Flirting with the Frenemy (Bro Code #1)(21)



I don’t snort back. For the record.

Not until he closes the door anyway.





Eight





Wyatt



Tucker and I are at the island in the kitchen, chowing on eggs, Mrs. Ryder’s biscuits—god bless that woman for teaching me to cook—and bacon, debating if we’re going to play miniature golf at Scuttle Putt first or go check out Davy Jones’s Locker—Shipwreck’s water park—when the doorbell rings.

We both look at the tablet hung under the cabinet, because everything around this house is wired with security cameras, including the doorbell. Half a biscuit falls out of Tucker’s mouth. “Dad…” he whispers while I take in the muscled guy on the front porch with a bicycle leaning against his hip and a white bakery bag in hand. “That’s Cooper Rock. Cooper Rock came to see us.”

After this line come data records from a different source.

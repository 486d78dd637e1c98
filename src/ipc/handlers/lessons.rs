use serde_json::{json, Value as JsonValue};

use crate::calendar;
use crate::ipc::error::{ok, toast};
use crate::ipc::helpers::*;
use crate::ipc::types::{AppState, Request};
use crate::linkage;
use crate::model::{
    AttendanceRecord, AttendanceStatus, JournalType, Lesson, LessonJournal, LessonStatus, Role,
    Subject,
};
use crate::scope;
use crate::seed;
use crate::store;

fn lessons_list(state: &AppState, params: &JsonValue) -> Result<JsonValue, HandlerErr> {
    let st = open_store(state)?;
    let user = acting_user(params)?;
    let date_filter = opt_str(params, "date")?;

    let classes = load(st, store::CLASSES_KEY, seed::classes)?;
    let lessons = load(st, store::LESSONS_KEY, seed::lessons)?;
    let scope = scope::for_user(&user);

    let mut visible: Vec<&Lesson> =
        scope::visible_lessons(scope.as_ref(), lessons.list(), classes.list());
    if let Some(date) = &date_filter {
        visible.retain(|l| &l.date == date);
    } else {
        visible.sort_by(|a, b| a.date.cmp(&b.date));
    }

    Ok(json!({ "lessons": serde_json::to_value(&visible).unwrap_or_default() }))
}

fn lessons_calendar(state: &AppState, params: &JsonValue) -> Result<JsonValue, HandlerErr> {
    let st = open_store(state)?;
    let user = acting_user(params)?;
    let (year, month) = required_month(params)?;

    let classes = load(st, store::CLASSES_KEY, seed::classes)?;
    let lessons = load(st, store::LESSONS_KEY, seed::lessons)?;
    let scope = scope::for_user(&user);
    let visible: Vec<Lesson> =
        scope::visible_lessons(scope.as_ref(), lessons.list(), classes.list())
            .into_iter()
            .cloned()
            .collect();

    let grid = calendar::month_grid(year, month, &visible, |l| l.date.as_str())
        .ok_or_else(|| HandlerErr::bad_params("invalid year/month"))?;

    let days: Vec<JsonValue> = grid
        .days
        .iter()
        .map(|cell| {
            let dots: Vec<JsonValue> = cell
                .items
                .iter()
                .map(|l| {
                    json!({
                        "id": l.id,
                        "status": l.status,
                        "isPrivate": l.is_private,
                        "className": l.class_name,
                        "startTime": l.start_time,
                    })
                })
                .collect();
            json!({ "day": cell.day, "date": cell.date, "lessons": dots })
        })
        .collect();

    Ok(json!({
        "year": grid.year,
        "month": grid.month,
        "leadingBlanks": grid.leading_blanks,
        "days": days,
    }))
}

fn lessons_create(state: &AppState, params: &JsonValue) -> Result<JsonValue, HandlerErr> {
    let st = open_store(state)?;
    let user = acting_user(params)?;
    require_staff(&user)?;

    let class_id = required_str(params, "classId")?;
    let subject: Subject = required_enum(params, "subject")?;
    let date = required_str(params, "date")?;
    if calendar::parse_date(&date).is_none() {
        return Err(HandlerErr::bad_params("date must be YYYY-MM-DD"));
    }
    let start_time = opt_str(params, "startTime")?.unwrap_or_else(|| "18:00".into());
    let end_time = opt_str(params, "endTime")?.unwrap_or_else(|| "20:00".into());
    let location = opt_str(params, "location")?.unwrap_or_else(|| "미정".into());

    let classes = load(st, store::CLASSES_KEY, seed::classes)?;
    let class = linkage::find_class(classes.list(), &class_id)
        .ok_or_else(|| HandlerErr::not_found("class not found"))?;
    if user.role == Role::Teacher && !class.has_teacher(&user.id) {
        return Err(HandlerErr::forbidden("not a teacher of this class"));
    }

    // Teacher comes from the class's subject mapping; the acting staff
    // member backs the lesson when the subject is unassigned.
    let users = seed::users();
    let teacher_id = linkage::subject_teacher(classes.list(), &class_id, subject)
        .unwrap_or(user.id.as_str())
        .to_string();
    let teacher_name = linkage::user_name(&users, &teacher_id)
        .unwrap_or(user.name.as_str())
        .to_string();

    let lesson = Lesson {
        id: new_id(),
        class_id: Some(class.id.clone()),
        class_name: Some(class.name.clone()),
        date,
        start_time,
        end_time,
        location,
        status: LessonStatus::Scheduled,
        subject,
        memo: opt_str(params, "memo")?,
        teacher_id,
        teacher_name,
        is_private: false,
        private_student_ids: None,
        request_id: None,
    };

    let mut lessons = load(st, store::LESSONS_KEY, seed::lessons)?;
    lessons.push(lesson.clone());
    lessons.save(st)?;

    Ok(json!({
        "lesson": serde_json::to_value(&lesson).unwrap_or_default(),
        "toast": toast("success", "수업이 등록되었습니다."),
    }))
}

fn lessons_transition(
    state: &AppState,
    params: &JsonValue,
    to_completed: bool,
) -> Result<JsonValue, HandlerErr> {
    let st = open_store(state)?;
    let user = acting_user(params)?;
    require_staff(&user)?;
    let lesson_id = required_str(params, "lessonId")?;

    let mut lessons = load(st, store::LESSONS_KEY, seed::lessons)?;
    let result = lessons
        .try_update(&lesson_id, |l| {
            if to_completed {
                l.complete()
            } else {
                l.cancel()
            }
        })
        .ok_or_else(|| HandlerErr::not_found("lesson not found"))?;
    result?;
    lessons.save(st)?;

    let message = if to_completed {
        "수업이 완료 처리되었습니다."
    } else {
        "수업이 취소되었습니다."
    };
    Ok(json!({
        "lesson": lessons.find(&lesson_id).map(serde_json::to_value).and_then(Result::ok).unwrap_or_default(),
        "toast": toast("success", message),
    }))
}

fn journals_list(state: &AppState, params: &JsonValue) -> Result<JsonValue, HandlerErr> {
    let st = open_store(state)?;
    let user = acting_user(params)?;
    let lesson_id = required_str(params, "lessonId")?;

    let classes = load(st, store::CLASSES_KEY, seed::classes)?;
    let lessons = load(st, store::LESSONS_KEY, seed::lessons)?;
    let lesson = lessons
        .find(&lesson_id)
        .ok_or_else(|| HandlerErr::not_found("lesson not found"))?;
    let scope = scope::for_user(&user);
    if !scope.sees_lesson(lesson, classes.list()) {
        return Err(HandlerErr::forbidden("lesson not visible to this user"));
    }

    let journals = load(st, store::JOURNALS_KEY, seed::journals)?;
    let for_lesson = linkage::journals_for_lesson(journals.list(), &lesson_id);
    Ok(json!({ "journals": serde_json::to_value(&for_lesson).unwrap_or_default() }))
}

fn journals_add(state: &AppState, params: &JsonValue) -> Result<JsonValue, HandlerErr> {
    let st = open_store(state)?;
    let user = acting_user(params)?;
    let lesson_id = required_str(params, "lessonId")?;
    let content = required_str(params, "content")?;

    let lessons = load(st, store::LESSONS_KEY, seed::lessons)?;
    if lessons.find(&lesson_id).is_none() {
        return Err(HandlerErr::not_found("lesson not found"));
    }

    let is_staff = user.role.is_staff();
    let journal = LessonJournal {
        id: new_id(),
        lesson_id,
        author_id: user.id.clone(),
        author_name: user.name.clone(),
        journal_type: if is_staff {
            JournalType::Teacher
        } else {
            JournalType::Student
        },
        content,
        // Objectives and next plan are teacher-journal fields only.
        objectives: if is_staff {
            opt_str(params, "objectives")?
        } else {
            None
        },
        next_plan: if is_staff {
            opt_str(params, "nextPlan")?
        } else {
            None
        },
        date: now_ts(),
    };

    let mut journals = load(st, store::JOURNALS_KEY, seed::journals)?;
    journals.push(journal.clone());
    journals.save(st)?;

    Ok(json!({
        "journal": serde_json::to_value(&journal).unwrap_or_default(),
        "toast": toast("success", "수업일지가 등록되었습니다."),
    }))
}

fn attendance_list(state: &AppState, params: &JsonValue) -> Result<JsonValue, HandlerErr> {
    let st = open_store(state)?;
    let user = acting_user(params)?;
    let lesson_id = required_str(params, "lessonId")?;

    let classes = load(st, store::CLASSES_KEY, seed::classes)?;
    let lessons = load(st, store::LESSONS_KEY, seed::lessons)?;
    let lesson = lessons
        .find(&lesson_id)
        .ok_or_else(|| HandlerErr::not_found("lesson not found"))?;
    let scope = scope::for_user(&user);
    if !scope.sees_lesson(lesson, classes.list()) {
        return Err(HandlerErr::forbidden("lesson not visible to this user"));
    }

    let attendance = load(st, store::ATTENDANCE_KEY, seed::attendance)?;
    let mut records = linkage::attendance_for_lesson(attendance.list(), &lesson_id);
    // Students see only their own row.
    if user.role == Role::Student {
        records.retain(|a| a.student_id == user.id);
    }

    let roster = linkage::lesson_roster(lesson, classes.list());
    Ok(json!({
        "records": serde_json::to_value(&records).unwrap_or_default(),
        "roster": roster,
    }))
}

/// One record per (lesson, student): recording again replaces the status
/// in place instead of appending a duplicate.
fn attendance_record(state: &AppState, params: &JsonValue) -> Result<JsonValue, HandlerErr> {
    let st = open_store(state)?;
    let user = acting_user(params)?;
    require_staff(&user)?;
    let lesson_id = required_str(params, "lessonId")?;
    let student_id = required_str(params, "studentId")?;
    let status: AttendanceStatus = required_enum(params, "status")?;
    let note = opt_str(params, "note")?;

    let lessons = load(st, store::LESSONS_KEY, seed::lessons)?;
    if lessons.find(&lesson_id).is_none() {
        return Err(HandlerErr::not_found("lesson not found"));
    }
    let users = seed::users();
    let student = linkage::find_user(&users, &student_id)
        .filter(|u| u.role == Role::Student)
        .ok_or_else(|| HandlerErr::bad_params(format!("{} is not a student", student_id)))?;

    let mut attendance = load(st, store::ATTENDANCE_KEY, seed::attendance)?;
    let existing_id = attendance
        .list()
        .iter()
        .find(|a| a.lesson_id == lesson_id && a.student_id == student_id)
        .map(|a| a.id.clone());

    let record_id = match existing_id {
        Some(id) => {
            attendance.update(&id, |a| {
                a.status = status;
                if note.is_some() {
                    a.note = note.clone();
                }
            });
            id
        }
        None => {
            let record = AttendanceRecord {
                id: new_id(),
                lesson_id,
                student_id,
                student_name: student.name.clone(),
                status,
                note,
            };
            let id = record.id.clone();
            attendance.push(record);
            id
        }
    };
    attendance.save(st)?;

    Ok(json!({
        "record": attendance.find(&record_id).map(serde_json::to_value).and_then(Result::ok).unwrap_or_default(),
        "toast": toast("success", "출석이 기록되었습니다."),
    }))
}

pub fn try_handle(state: &mut AppState, req: &Request) -> Option<serde_json::Value> {
    let result = match req.method.as_str() {
        "lessons.list" => lessons_list(state, &req.params),
        "lessons.calendar" => lessons_calendar(state, &req.params),
        "lessons.create" => lessons_create(state, &req.params),
        "lessons.complete" => lessons_transition(state, &req.params, true),
        "lessons.cancel" => lessons_transition(state, &req.params, false),
        "journals.list" => journals_list(state, &req.params),
        "journals.add" => journals_add(state, &req.params),
        "attendance.list" => attendance_list(state, &req.params),
        "attendance.record" => attendance_record(state, &req.params),
        _ => return None,
    };
    Some(match result {
        Ok(value) => ok(&req.id, value),
        Err(e) => e.response(&req.id),
    })
}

“Yeah, bud, looks like he did.”

While I’m sitting there growling to myself, wondering why a pro baseball player is dropping by at this hour of the morning, Tucker takes off like a shot, dashing to the door and flinging it open. “Cooper Rock! You came to see us! Can I have your autograph? Can we play catch? Can you please win today? I know you can win. You won a game just last week. You can do it again.”

I put in the alarm code while it beeps in warning, then pull Tucker off the guy, who’s grinning in amusement once again. “Gonna do my best, little man. You like donuts?”

“Yeah!”

“Have to save two for Ellie, but here, you can have the rest.”

“Eggs first,” I tell Tucker, rescuing the bag before he can make off with it and eat all seven pounds of donuts inside.

“But, Dad—”

“Go on. You were almost done anyway.”

He looks back at Cooper. “Can you sign my arm?”

“How about a pirate sword?”

“Yeah!”

Cooper points to a sword on Beck’s entryway table. “May I?”

I hand it to him. He pulls a Sharpie out of his back pocket and scribbles his name, then presents it to Tucker, who stares in awe.

“How’s Ellie?” Cooper asks.

I cross my arms and study him carefully, because I don’t care if he plays baseball or if he’s a fucking priest, and I don’t care how nice he was last night, I want to know if he has ulterior motives for asking. “Fine,” I say shortly.

“She’s still sleeping,” Tucker offers.

Cooper clearly tries to swallow a grin, though I don’t know which of us he’s more amused by.

“She should be, the way she was dancing last night.”

“She was dancing?”

“But don’t worry. We helped her get up on the table and made sure she didn’t fall down.”

“You—”

“Man, you should see your face.” He shakes his head. “She sat at the balcony table at Crusty Nut most of the night, then did the mini-golf course with her friends. But good to know she’s in good hands.” He slaps me on the shoulder and turns, straightening his bike as he flashes Tucker a grin. “Thanks for the support, little man. Stay strong, okay?”

My boy nods. “The Fireballs are gonna come back and win the World Series this time for sure! I’ve waited seven years for this.”

“Yeah, I’ve waited twenty. And I gotta run, or I’m gonna be late getting back to the city for practice.”

“Hit a home run!” Tucker yells, but I hear something else too.

Something that distinctly sounded like a woman yelling, “Oh, fuck!”

Somewhere beneath us.

I peek in the donut bag, which sends the heavenly aroma of fried dough and sugar wafting into the foyer, and I spy at least a half-dozen cake donuts smushed in there.

“Eggs,” I remind Tucker, and while he slumps off to the kitchen, I open the door to the basement and head down.

The game room’s open. Ellie’s on a stool, muttering enough fucks to make a pirate blush while she bangs on the controller on Beck’s Frogger arcade game.

The pink in her cheeks and that stubborn set to her jaw make my dick twitch.

Kissing her in December wasn’t a fluke.

Is she obnoxious? Yes. Short-tempered? Sometimes. Determined and smart and driven and fucking unstoppable?

Fuck, my pants are getting tight. Because there’s nothing hotter than a woman taking charge and going after what she wants, and that’s what Ellie Ryder has done every day of her life.

While thumbing her nose at me.

“Work work work, you son of a bitch,” she growls.

“Donut?” I ask.

She throws a wild-eyed look over her shoulder. “Frogger is broken.”

I almost drop the bag, which would be a catastrophe, and not only because they smell delicious, but also because I’d have to clean it up. “What? No, it’s not.”

“DO NOT TRY TO MANSPLAIN ME.”

I growl while I cross past the ping-pong table, pool table, and foosball table to the far wall. “I’m not—what the hell is—dammit, Ellie, this is called denial, because Beck’s gonna—oh, fuck.”

The screen on the arcade console is one big squiggly mess of greens and blues. Ellie hits the buttons, and nothing happens. “I can’t unplug it myself,” she grumbles. “I can’t fucking bend that way.”